Farmers Contest Child-Labor Rules

Daily News Article   —   Posted on December 9, 2011

(by Ana Compoy, Wall Street Journal. WSJ.com) – Some farmers are opposing new rules proposed by the federal government that would restrict the chores children can be hired to perform in the nation’s fields, including driving tractors and rounding up cattle in corrals on horseback.

The U.S. Department of Labor says its proposal aims to look after children’s safety in a dangerous industry. The rules would bar most farm hands younger than 16 years old from jobs such as operating power equipment, branding and breeding farm animals, and working atop ladders at heights over six feet.

Farmers say the planned regulations are overreaching.

“Are we going to outlaw children helping mom bake cookies in the kitchen because they might get their hand in the blender?” asked Scott Neufeld, a farmer in Major County, Okla., who said he worked 10-hour days driving a combine at age 14. “That’s the equivalent of what we’re doing with youth in the farm.”

He said that under the regulations he wouldn’t be able to hire local kids to move hay or pull the grain cart at harvest time.

The Labor Department is reviewing thousands of comments on the proposed rules, including objections sent last week by farmers including Mr. Neufeld, along with responses from dozens of trade groups and some politicians.

Of the two million U.S. farms, about 98% are family owned, according to the American Farm Bureau Federation, a trade group. The new rules would apply to children under 16 who are hired by farming operations, not those who work at farms owned and operated by their parents. But many teens work at farms not owned by their immediate family, such as uncles or grandparents.

Mike Spradling, president of the Oklahoma Farm Bureau and a pecan farmer, said he worries the proposed rules would reduce the number of future farmers by limiting the exposure kids have to the agricultural industry.

“If we don’t have the next generation to come in, will we have enough farmers?” he asked.

Although the childhood injury rate on farms fell 59% from 1998 to 2009, according to the National Farm Medicine Center in Marshfield, Wis., agriculture still has the second-highest fatality rate among youth workers after mining, and that rate is nearly six times the average across all industries.

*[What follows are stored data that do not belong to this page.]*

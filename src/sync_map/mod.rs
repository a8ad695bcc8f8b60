//! A shared concurrent map with load/store semantics.
//!
//! [`SyncMap`] is a handle: cloning it gives another handle onto the same entries, so a
//! map is created once by its owner and then handed to every thread or task which needs
//! it. The locking is done by the underlying [`DashMap`], which shards its entries and
//! only ever holds a lock for the duration of a single operation.
use std::borrow::Borrow;
use std::collections::hash_map::RandomState;
use std::fmt;
use std::future::{ready, Future};
use std::hash::{BuildHasher, Hash};
use std::iter::FromIterator;
use std::pin::Pin;
use std::sync::Arc;

use dashmap::mapref::entry::Entry;
use dashmap::DashMap;
use futures::FutureExt;
use tracing::trace;

use crate::{AsyncFactory, AsyncKey, AsyncMap, AsyncStorable, FactoryBorrow};

#[cfg(test)]
mod proptests;

/// A type-safe concurrent map which can be shared between threads by cloning the handle.
///
/// Operations on the same key are linearizable; operations on different keys do not
/// order with respect to each other. None of the operations return errors: absence is
/// reported as `None`, and the conditional operations report whether they took effect.
pub struct SyncMap<K, V, S = RandomState> {
    inner: Arc<DashMap<K, V, S>>,
}

impl<K, V> SyncMap<K, V, RandomState>
where
    K: Eq + Hash,
{
    pub fn new() -> Self {
        SyncMap {
            inner: Arc::new(DashMap::new()),
        }
    }

    pub fn with_capacity(capacity: usize) -> Self {
        SyncMap {
            inner: Arc::new(DashMap::with_capacity(capacity)),
        }
    }
}

impl<K, V, S> SyncMap<K, V, S>
where
    K: Eq + Hash,
    S: BuildHasher + Clone,
{
    pub fn with_hasher(hasher: S) -> Self {
        SyncMap {
            inner: Arc::new(DashMap::with_hasher(hasher)),
        }
    }

    pub fn with_capacity_and_hasher(capacity: usize, hasher: S) -> Self {
        SyncMap {
            inner: Arc::new(DashMap::with_capacity_and_hasher(capacity, hasher)),
        }
    }

    /// Removes all entries.
    ///
    /// Entries stored concurrently with the clear may or may not survive it.
    pub fn clear(&self) {
        let dropped = self.inner.len();
        self.inner.clear();
        trace!(dropped, "cleared map");
    }

    /// Returns true if there is a value stored for `key`.
    pub fn contains<Q>(&self, key: &Q) -> bool
    where
        K: Borrow<Q>,
        Q: Hash + Eq + ?Sized,
    {
        self.inner.contains_key(key)
    }

    /// Removes the entry for `key`. Does nothing if there is none.
    pub fn delete<Q>(&self, key: &Q)
    where
        K: Borrow<Q>,
        Q: Hash + Eq + ?Sized,
    {
        self.inner.remove(key);
    }

    /// Returns a copy of the value stored for `key`, if any.
    pub fn load<Q>(&self, key: &Q) -> Option<V>
    where
        K: Borrow<Q>,
        Q: Hash + Eq + ?Sized,
        V: Clone,
    {
        self.inner.get(key).map(|entry| entry.value().clone())
    }

    /// Sets the value for `key`, replacing any previous value.
    pub fn store(&self, key: K, value: V) {
        self.inner.insert(key, value);
    }

    /// Sets the value for `key` and returns the value it replaced, if any.
    pub fn swap(&self, key: K, value: V) -> Option<V> {
        self.inner.insert(key, value)
    }

    /// Removes the entry for `key`, returning its value if there was one.
    pub fn load_and_delete<Q>(&self, key: &Q) -> Option<V>
    where
        K: Borrow<Q>,
        Q: Hash + Eq + ?Sized,
    {
        self.inner.remove(key).map(|(_, value)| value)
    }

    /// Returns the existing value for `key` if present. Otherwise stores `value` and
    /// returns it. The flag is true if the value was loaded, false if it was stored.
    ///
    /// When several callers race on an absent key exactly one of them stores its value;
    /// every other caller loads that value.
    pub fn load_or_store(&self, key: K, value: V) -> (V, bool)
    where
        V: Clone,
    {
        self.load_or_store_with(key, move |_| value)
    }

    /// Like [`load_or_store`](Self::load_or_store), but only builds the value when the
    /// key is absent. `factory` runs at most once, while the key's shard is locked, so it
    /// must not access this map.
    pub fn load_or_store_with<F>(&self, key: K, factory: F) -> (V, bool)
    where
        F: FnOnce(&K) -> V,
        V: Clone,
    {
        match self.inner.entry(key) {
            Entry::Occupied(entry) => {
                trace!("load_or_store found an existing value");
                (entry.get().clone(), true)
            }
            Entry::Vacant(entry) => {
                let value = factory(entry.key());
                entry.insert(value.clone());
                (value, false)
            }
        }
    }

    /// Removes the entry for `key` if its current value equals `old`. Returns whether
    /// the entry was removed.
    pub fn compare_and_delete<Q>(&self, key: &Q, old: &V) -> bool
    where
        K: Borrow<Q>,
        Q: Hash + Eq + ?Sized,
        V: PartialEq,
    {
        self.inner
            .remove_if(key, |_, current| current == old)
            .is_some()
    }

    /// Replaces the value for `key` with `new` if its current value equals `old`.
    /// Returns whether the value was replaced. An absent key never matches.
    pub fn compare_and_swap<Q>(&self, key: &Q, old: &V, new: V) -> bool
    where
        K: Borrow<Q>,
        Q: Hash + Eq + ?Sized,
        V: PartialEq,
    {
        match self.inner.get_mut(key) {
            Some(mut entry) if entry.value() == old => {
                *entry.value_mut() = new;
                true
            }
            _ => false,
        }
    }

    /// Calls `visitor` for each entry until it returns false.
    ///
    /// The entries visited are those of a [`snapshot`](Self::snapshot) taken when the
    /// call begins: no lock is held while the visitor runs, so it may freely read and
    /// write this map, but its writes are not visited. Once the visitor returns false
    /// it is not called again.
    pub fn range<F>(&self, mut visitor: F)
    where
        F: FnMut(&K, &V) -> bool,
        K: Clone,
        V: Clone,
    {
        let snapshot = self.snapshot();
        for (key, value) in snapshot.iter() {
            if !visitor(key, value) {
                break;
            }
        }
    }

    /// Copies the current entries into a persistent map. Each shard is copied
    /// atomically, but writes to other shards may land while the copy is taken.
    pub fn snapshot(&self) -> im::HashMap<K, V>
    where
        K: Clone,
        V: Clone,
    {
        let snapshot: im::HashMap<K, V> = self
            .inner
            .iter()
            .map(|entry| (entry.key().clone(), entry.value().clone()))
            .collect();
        trace!(entries = snapshot.len(), "took snapshot");
        snapshot
    }

    pub fn len(&self) -> usize {
        self.inner.len()
    }

    pub fn is_empty(&self) -> bool {
        self.inner.is_empty()
    }
}

impl<K, V, S> Clone for SyncMap<K, V, S> {
    /// Returns another handle onto the same map.
    fn clone(&self) -> Self {
        SyncMap {
            inner: self.inner.clone(),
        }
    }
}

impl<K, V, S> Default for SyncMap<K, V, S>
where
    K: Eq + Hash,
    S: BuildHasher + Clone + Default,
{
    fn default() -> Self {
        SyncMap::with_hasher(S::default())
    }
}

impl<K, V, S> fmt::Debug for SyncMap<K, V, S>
where
    K: Eq + Hash + fmt::Debug,
    V: fmt::Debug,
    S: BuildHasher + Clone,
{
    fn fmt(&self, f: &mut fmt::Formatter<'_>) -> fmt::Result {
        let mut map = f.debug_map();
        for entry in self.inner.iter() {
            map.entry(entry.key(), entry.value());
        }
        map.finish()
    }
}

impl<K, V, S> Extend<(K, V)> for SyncMap<K, V, S>
where
    K: Eq + Hash,
    S: BuildHasher + Clone,
{
    fn extend<I: IntoIterator<Item = (K, V)>>(&mut self, iter: I) {
        for (key, value) in iter {
            self.store(key, value);
        }
    }
}

impl<K, V, S> FromIterator<(K, V)> for SyncMap<K, V, S>
where
    K: Eq + Hash,
    S: BuildHasher + Clone + Default,
{
    fn from_iter<I: IntoIterator<Item = (K, V)>>(iter: I) -> Self {
        let mut map = SyncMap::default();
        map.extend(iter);
        map
    }
}

impl<K, V, S> AsyncMap for SyncMap<K, V, S>
where
    K: AsyncKey,
    V: AsyncStorable,
    S: BuildHasher + Clone + Send + Sync + 'static,
{
    type Key = K;
    type Value = V;

    fn get_if_present(&self, key: &K) -> Option<V> {
        self.load(key)
    }

    fn get<'a, B: FactoryBorrow<K, V>>(
        &'a self,
        key: &'a K,
        factory: B,
    ) -> Pin<Box<dyn Future<Output = V> + Send + 'static>> {
        let factory = Borrow::<dyn AsyncFactory<K, V>>::borrow(&factory);
        let (value, _) = self.load_or_store_with(key.clone(), |key| factory(key));
        ready(value).boxed()
    }
}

Current labor laws, which allow children under 16 to work at farms when they aren’t in school, already limit the tasks they can do. But the Labor Department said the rules need updating to improve safety. Most fatal accidents involve machinery, particularly tractors, the department said.

Supporters of the rules say the changes are modest and make common sense.

“Children are banned from working in coal mines, construction and even at the meat slicer in a deli,” said Rep. Lucille Roybal-Allard, a Los Angeles Democrat who has filed legislation to toughen up protection for young farm laborers. Hazardous work in farms “should be no different,” she said in a statement.

But farmers say they are in a better position than city folk to determine what kinds of farming activities are safe for children.

Lorinda Carlson, who has a small orchard in Chelan County, Wash., said the law would make it harder to hire the five 13- to-15-year-old workers who usually help her load cherries during harvest season, a job she said few adults are willing to do. …

—Scott Kilman contributed to this article.